:: Your goal ::
After finding the line with "pub mod config;" in the data below, set down exactly each line through the one with "the same topic", inclusive, and stop there.
----------------
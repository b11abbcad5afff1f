//! Waits for submitted transactions to be mined.
//!
//! The wait probes `eth_getTransactionReceipt` right away and then once per
//! poll interval until a receipt shows up or the [`Deadline`] passes. Only a
//! missing receipt is retried; a failing probe ends the wait with that error.
//! Dropping the returned future cancels the wait.

use alloy::primitives::{Address, B256};
use std::time::Duration;
use tokio::time::{sleep, Instant};
use tracing::{debug, info};

use crate::config::BindingConfig;
use crate::error::{BindingError, Result};
use crate::ethereum::{
    events::{decode_logs, EventTable},
    provider::Transport,
    Confirmation, EnrichedConfirmation, Receipt,
};

pub const DEFAULT_SYNCHRONIZATION_TIMEOUT: Duration = Duration::from_millis(240_000);
pub const DEFAULT_POLL_INTERVAL: Duration = Duration::from_millis(1_000);

/// How long and how often to wait for a receipt, and what to resolve with
#[derive(Debug, Clone, Copy, PartialEq, Eq)]
pub struct SyncOptions {
    pub timeout: Duration,
    pub poll_interval: Duration,
    pub next_gen: bool,
}

impl Default for SyncOptions {
    fn default() -> Self {
        Self {
            timeout: DEFAULT_SYNCHRONIZATION_TIMEOUT,
            poll_interval: DEFAULT_POLL_INTERVAL,
            next_gen: false,
        }
    }
}

impl SyncOptions {
    /// A zero timeout or interval falls back to its default.
    pub fn from_config(config: &BindingConfig) -> Self {
        let timeout = match config.synchronization_timeout {
            0 => DEFAULT_SYNCHRONIZATION_TIMEOUT,
            ms => Duration::from_millis(ms),
        };
        let poll_interval = match config.poll_interval {
            0 => DEFAULT_POLL_INTERVAL,
            ms => Duration::from_millis(ms),
        };
        Self {
            timeout,
            poll_interval,
            next_gen: config.next_gen,
        }
    }
}

/// Point in time after which a pending transaction counts as timed out
#[derive(Debug, Clone, Copy)]
pub struct Deadline {
    start: Instant,
    timeout: Duration,
}

impl Deadline {
    pub fn after(timeout: Duration) -> Self {
        Self {
            start: Instant::now(),
            timeout,
        }
    }

    pub fn elapsed(&self) -> Duration {
        self.start.elapsed()
    }

    pub fn expired(&self) -> bool {
        self.elapsed() > self.timeout
    }

    pub fn timeout(&self) -> Duration {
        self.timeout
    }
}

/// Polls until `tx` has a receipt or `options.timeout` elapses.
pub async fn wait_for_receipt(
    transport: &dyn Transport,
    tx: B256,
    options: &SyncOptions,
) -> Result<Receipt> {
    let deadline = Deadline::after(options.timeout);
    let mut attempt: u32 = 0;

    loop {
        attempt += 1;
        if let Some(receipt) = transport.transaction_receipt(tx).await? {
            info!(
                "Transaction {} mined in block {:?} after {} probe(s)",
                tx, receipt.block_number, attempt
            );
            return Ok(receipt);
        }

        if deadline.expired() {
            return Err(BindingError::Timeout {
                tx,
                seconds: deadline.timeout().as_secs_f64(),
            });
        }

        debug!(
            "No receipt for {} yet (probe {}, {:?} elapsed)",
            tx,
            attempt,
            deadline.elapsed()
        );
        sleep(options.poll_interval).await;
    }
}

/// Waits for `tx` and resolves with the bare hash, or with the receipt and
/// its decoded events when `next_gen` is set.
pub async fn synchronize(
    transport: &dyn Transport,
    tx: B256,
    options: &SyncOptions,
    events: &EventTable,
    address: Option<Address>,
) -> Result<Confirmation> {
    let receipt = wait_for_receipt(transport, tx, options).await?;

    if !options.next_gen {
        return Ok(Confirmation::Hash(tx));
    }

    let logs = decode_logs(events, &receipt.logs);
    debug!(
        "Decoded {} of {} log(s) for {} (contract {:?})",
        logs.len(),
        receipt.logs.len(),
        tx,
        address
    );

    Ok(Confirmation::Enriched(EnrichedConfirmation { tx, receipt, logs }))
}

#[cfg(test)]
mod tests {
    use super::*;
    use crate::ethereum::events::tests::{bid_win_log, new_bid_log, offer_events};
    use crate::ethereum::mock::MockTransport;
    use alloy::primitives::Log;
    use alloy::primitives::Bytes;

    fn fast(next_gen: bool) -> SyncOptions {
        SyncOptions {
            timeout: Duration::from_millis(1_000),
            poll_interval: Duration::from_millis(1_000),
            next_gen,
        }
    }

    #[tokio::test(start_paused = true)]
    async fn test_immediate_receipt_probes_once() {
        let transport = MockTransport::mining_after(0);
        let tx = B256::repeat_byte(1);

        let confirmation = synchronize(&transport, tx, &fast(false), &offer_events(), None)
            .await
            .unwrap();

        assert_eq!(confirmation, Confirmation::Hash(tx));
        assert_eq!(transport.probe_count(), 1);
    }

    #[tokio::test(start_paused = true)]
    async fn test_polls_until_mined() {
        let transport = MockTransport::mining_after(3);
        let options = SyncOptions {
            timeout: Duration::from_secs(240),
            ..SyncOptions::default()
        };
        let start = Instant::now();

        let receipt = wait_for_receipt(&transport, B256::repeat_byte(2), &options)
            .await
            .unwrap();

        assert_eq!(receipt.block_number, Some(7));
        assert_eq!(transport.probe_count(), 4);
        assert!(start.elapsed() >= Duration::from_secs(3));
        assert!(start.elapsed() < Duration::from_secs(4));
    }

    #[tokio::test(start_paused = true)]
    async fn test_times_out_shortly_after_deadline() {
        let transport = MockTransport::never_mining();
        let tx = B256::repeat_byte(3);
        let start = Instant::now();

        let err = wait_for_receipt(&transport, tx, &fast(false)).await.unwrap_err();

        let elapsed = start.elapsed();
        assert!(elapsed > Duration::from_millis(1_000));
        assert!(elapsed <= Duration::from_millis(3_000));
        match err {
            BindingError::Timeout { tx: failed, seconds } => {
                assert_eq!(failed, tx);
                assert_eq!(seconds, 1.0);
            }
            other => panic!("expected timeout, got {other:?}"),
        }
    }

    #[tokio::test(start_paused = true)]
    async fn test_sub_second_timeout_message() {
        let transport = MockTransport::never_mining();
        let options = SyncOptions {
            timeout: Duration::from_millis(500),
            poll_interval: Duration::from_millis(100),
            next_gen: false,
        };

        let err = wait_for_receipt(&transport, B256::repeat_byte(1), &options)
            .await
            .unwrap_err();

        assert!(matches!(err, BindingError::Timeout { seconds, .. } if seconds == 0.5));
        assert!(err.to_string().ends_with("wasn't processed in 0.5 seconds!"));
    }

    #[tokio::test(start_paused = true)]
    async fn test_probe_error_is_not_retried() {
        let transport = MockTransport::never_mining();
        *transport.fail_probe.lock().unwrap() = Some("connection refused".to_string());

        let err = wait_for_receipt(&transport, B256::repeat_byte(4), &fast(false))
            .await
            .unwrap_err();

        assert!(matches!(err, BindingError::Transport(_)));
        assert!(err.to_string().contains("connection refused"));
        assert_eq!(transport.probe_count(), 1);
    }

    #[tokio::test(start_paused = true)]
    async fn test_next_gen_decodes_receipt_logs() {
        let transport = MockTransport::mining_after(1);
        let contract = Address::repeat_byte(0x11);
        *transport.receipt_logs.lock().unwrap() = vec![
            Log::new_unchecked(contract, vec![B256::repeat_byte(0x55)], Bytes::new()),
            new_bid_log(contract, 10, Address::repeat_byte(0x22)),
            bid_win_log(contract, 3),
        ];
        let tx = B256::repeat_byte(5);

        let confirmation = synchronize(&transport, tx, &fast(true), &offer_events(), Some(contract))
            .await
            .unwrap();

        assert_eq!(confirmation.tx_hash(), tx);
        assert_eq!(confirmation.receipt().unwrap().logs.len(), 3);
        let names: Vec<_> = confirmation.logs().iter().map(|e| e.event.as_str()).collect();
        assert_eq!(names, vec!["newBid", "bidWin"]);
    }

    #[test]
    fn test_sync_options_from_config() {
        let mut config = BindingConfig::default();
        assert_eq!(SyncOptions::from_config(&config), SyncOptions::default());

        config.synchronization_timeout = 0;
        config.poll_interval = 250;
        config.next_gen = true;
        let options = SyncOptions::from_config(&config);
        assert_eq!(options.timeout, DEFAULT_SYNCHRONIZATION_TIMEOUT);
        assert_eq!(options.poll_interval, Duration::from_millis(250));
        assert!(options.next_gen);
    }
}
//! Client-side binding for the `Offer` contract: deploy, locate and invoke it
//! over JSON-RPC, wait for transactions to be mined and decode the events
//! they emit.

pub mod config;
pub mod error;
pub mod ethereum;
pub mod offer;

pub use config::BindingConfig;
pub use error::{BindingError, Result};
pub use ethereum::{
    abi::Artifact,
    confirm::SyncOptions,
    contract::{ContractClass, ContractInstance},
    events::DecodedEvent,
    params::TxParams,
    provider::{RpcTransport, Transport},
    Confirmation, Invocation, Receipt,
};
use alloy::{
    dyn_abi::{DynSolValue, EventExt},
    json_abi::{Event, JsonAbi},
    primitives::{Address, Log, B256},
};
use serde::{Deserialize, Serialize};
use serde_json::{Map, Value};
use std::collections::HashMap;
use std::str::FromStr;
use tracing::{debug, warn};

use crate::error::{BindingError, Result};
use crate::ethereum::codec;

/// Topic -> event schema lookup used to decode receipt logs
#[derive(Debug, Clone, Default)]
pub struct EventTable {
    by_topic: HashMap<B256, Event>,
}

impl EventTable {
    /// Builds the table from an artifact's `events` map, keyed by topic hex.
    pub fn from_topic_map(events: HashMap<String, Value>) -> Result<Self> {
        let mut by_topic = HashMap::with_capacity(events.len());
        for (topic, entry) in events {
            let topic = B256::from_str(&topic)
                .map_err(|e| BindingError::Artifact(format!("bad event topic '{}': {}", topic, e)))?;
            let abi: JsonAbi = serde_json::from_value(Value::Array(vec![entry]))?;
            let event = abi
                .events()
                .next()
                .cloned()
                .ok_or_else(|| BindingError::Artifact(format!("topic {} is not an event", topic)))?;
            by_topic.insert(topic, event);
        }
        Ok(Self { by_topic })
    }

    /// Derives the table from the ABI's non-anonymous events.
    pub fn from_abi(abi: &JsonAbi) -> Self {
        let by_topic = abi
            .events()
            .filter(|event| !event.anonymous)
            .map(|event| (event.selector(), event.clone()))
            .collect();
        Self { by_topic }
    }

    pub fn get(&self, topic: &B256) -> Option<&Event> {
        self.by_topic.get(topic)
    }

    pub fn insert(&mut self, topic: B256, event: Event) {
        self.by_topic.insert(topic, event);
    }

    /// Adds every entry of `other`, replacing entries with the same topic
    pub fn extend(&mut self, other: &EventTable) {
        for (topic, event) in &other.by_topic {
            self.by_topic.insert(*topic, event.clone());
        }
    }

    pub fn len(&self) -> usize {
        self.by_topic.len()
    }

    pub fn is_empty(&self) -> bool {
        self.by_topic.is_empty()
    }
}

/// A log entry matched to its event schema
#[derive(Debug, Clone, PartialEq, Eq, Serialize, Deserialize)]
pub struct DecodedEvent {
    pub event: String,
    pub address: Address,
    pub log_index: usize,
    pub args: Map<String, Value>,
}

/// Decodes the logs whose first topic is known. Logs without topics, with an
/// unknown topic, or that fail to decode are skipped; the rest keep their
/// relative order.
pub fn decode_logs(table: &EventTable, logs: &[Log]) -> Vec<DecodedEvent> {
    logs.iter()
        .enumerate()
        .filter_map(|(log_index, log)| {
            let topic = log.topics().first()?;
            let Some(event) = table.get(topic) else {
                debug!("Skipping log {} with unknown topic {}", log_index, topic);
                return None;
            };
            match decode_log(event, log, log_index) {
                Ok(decoded) => Some(decoded),
                Err(e) => {
                    warn!("Dropping undecodable {} log {}: {}", event.name, log_index, e);
                    None
                }
            }
        })
        .collect()
}

pub fn decode_log(event: &Event, log: &Log, log_index: usize) -> Result<DecodedEvent> {
    let decoded = event
        .decode_log_parts(log.topics().iter().copied(), &log.data.data, false)
        .map_err(|e| BindingError::Abi(e.to_string()))?;

    let mut indexed = decoded.indexed.into_iter();
    let mut body = decoded.body.into_iter();
    let mut args = Map::new();

    for (position, input) in event.inputs.iter().enumerate() {
        let value: Option<DynSolValue> = if input.indexed {
            indexed.next()
        } else {
            body.next()
        };
        let value = value.ok_or_else(|| {
            BindingError::Abi(format!("missing value for {} input #{}", event.name, position))
        })?;

        let key = if input.name.is_empty() {
            position.to_string()
        } else {
            input.name.clone()
        };
        args.insert(key, codec::dyn_sol_value_to_json(&value)?);
    }

    Ok(DecodedEvent {
        event: event.name.clone(),
        address: log.address,
        log_index,
        args,
    })
}

#[cfg(test)]
pub(crate) mod tests {
    use super::*;
    use crate::offer::OFFER_ARTIFACT_JSON;
    use crate::ethereum::abi::Artifact;
    use alloy::primitives::{Bytes, U256};
    use serde_json::json;

    pub(crate) fn offer_events() -> EventTable {
        Artifact::from_json_str(OFFER_ARTIFACT_JSON)
            .unwrap()
            .network("default")
            .unwrap()
            .events
            .clone()
    }

    pub(crate) fn new_bid_log(contract: Address, amount: u64, bidder: Address) -> Log {
        let table = offer_events();
        let topic = find_topic(&table, "newBid");
        let mut data = U256::from(amount).to_be_bytes::<32>().to_vec();
        data.extend_from_slice(bidder.into_word().as_slice());
        Log::new_unchecked(contract, vec![topic], Bytes::from(data))
    }

    pub(crate) fn bid_win_log(contract: Address, house_amount: u64) -> Log {
        let table = offer_events();
        let topic = find_topic(&table, "bidWin");
        let data = U256::from(house_amount).to_be_bytes::<32>().to_vec();
        Log::new_unchecked(contract, vec![topic], Bytes::from(data))
    }

    pub(crate) fn find_topic(table: &EventTable, name: &str) -> B256 {
        *table
            .by_topic
            .iter()
            .find(|(_, event)| event.name == name)
            .map(|(topic, _)| topic)
            .unwrap()
    }

    #[test]
    fn test_artifact_topics_match_selectors() {
        let table = offer_events();
        for (topic, event) in &table.by_topic {
            assert_eq!(*topic, event.selector(), "topic mismatch for {}", event.name);
        }
    }

    #[test]
    fn test_decode_drops_unknown_and_keeps_order() {
        let table = offer_events();
        let contract = Address::repeat_byte(0x11);
        let bidder = Address::repeat_byte(0x22);

        let unknown = Log::new_unchecked(contract, vec![B256::repeat_byte(0x99)], Bytes::new());
        let anonymous = Log::new_unchecked(contract, vec![], Bytes::new());
        let logs = vec![
            unknown,
            new_bid_log(contract, 500, bidder),
            anonymous,
            bid_win_log(contract, 7),
        ];

        let decoded = decode_logs(&table, &logs);
        assert_eq!(decoded.len(), 2);

        assert_eq!(decoded[0].event, "newBid");
        assert_eq!(decoded[0].log_index, 1);
        assert_eq!(decoded[0].args["amount"], json!("500"));
        assert_eq!(decoded[0].args["bidder"], json!(format!("0x{:x}", bidder)));

        assert_eq!(decoded[1].event, "bidWin");
        assert_eq!(decoded[1].log_index, 3);
        assert_eq!(decoded[1].args["houseAmount"], json!("7"));
    }

    #[test]
    fn test_undecodable_log_is_dropped() {
        let table = offer_events();
        let contract = Address::repeat_byte(0x11);
        let topic = find_topic(&table, "sellWin");
        // sellWin carries two words, give it one
        let truncated = Log::new_unchecked(contract, vec![topic], Bytes::from(vec![0u8; 32]));

        assert!(decode_logs(&table, &[truncated]).is_empty());
    }

    #[test]
    fn test_extend_merges_tables() {
        let mut table = EventTable::default();
        assert!(table.is_empty());
        table.extend(&offer_events());
        assert_eq!(table.len(), 5);

        let artifact = Artifact::from_json_str(OFFER_ARTIFACT_JSON).unwrap();
        let derived = EventTable::from_abi(&artifact.network("default").unwrap().abi);
        assert_eq!(derived.len(), 5);
    }
}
----------------
:: Task result ::
pub mod config;
pub mod error;
pub mod ethereum;
pub mod offer;

pub use config::BindingConfig;
pub use error::{BindingError, Result};
pub use ethereum::{
    abi::Artifact,
    confirm::SyncOptions,
    contract::{ContractClass, ContractInstance},
    events::DecodedEvent,
    params::TxParams,
    provider::{RpcTransport, Transport},
    Confirmation, Invocation, Receipt,
};
use alloy::{
    dyn_abi::{DynSolValue, EventExt},
    json_abi::{Event, JsonAbi},
    primitives::{Address, Log, B256},
};
use serde::{Deserialize, Serialize};
use serde_json::{Map, Value};
use std::collections::HashMap;
use std::str::FromStr;
use tracing::{debug, warn};

use crate::error::{BindingError, Result};
use crate::ethereum::codec;

/// Topic -> event schema lookup used to decode receipt logs
#[derive(Debug, Clone, Default)]
pub struct EventTable {
    by_topic: HashMap<B256, Event>,
}

impl EventTable {
    /// Builds the table from an artifact's `events` map, keyed by topic hex.
    pub fn from_topic_map(events: HashMap<String, Value>) -> Result<Self> {
        let mut by_topic = HashMap::with_capacity(events.len());
        for (topic, entry) in events {
            let topic = B256::from_str(&topic)
                .map_err(|e| BindingError::Artifact(format!("bad event topic '{}': {}", topic, e)))?;
            let abi: JsonAbi = serde_json::from_value(Value::Array(vec![entry]))?;
            let event = abi
                .events()
                .next()
                .cloned()
                .ok_or_else(|| BindingError::Artifact(format!("topic {} is not an event", topic)))?;
            by_topic.insert(topic, event);
        }
        Ok(Self { by_topic })
    }

    /// Derives the table from the ABI's non-anonymous events.
    pub fn from_abi(abi: &JsonAbi) -> Self {
        let by_topic = abi
            .events()
            .filter(|event| !event.anonymous)
            .map(|event| (event.selector(), event.clone()))
            .collect();
        Self { by_topic }
    }

    pub fn get(&self, topic: &B256) -> Option<&Event> {
        self.by_topic.get(topic)
    }

    pub fn insert(&mut self, topic: B256, event: Event) {
        self.by_topic.insert(topic, event);
    }

    /// Adds every entry of `other`, replacing entries with the same topic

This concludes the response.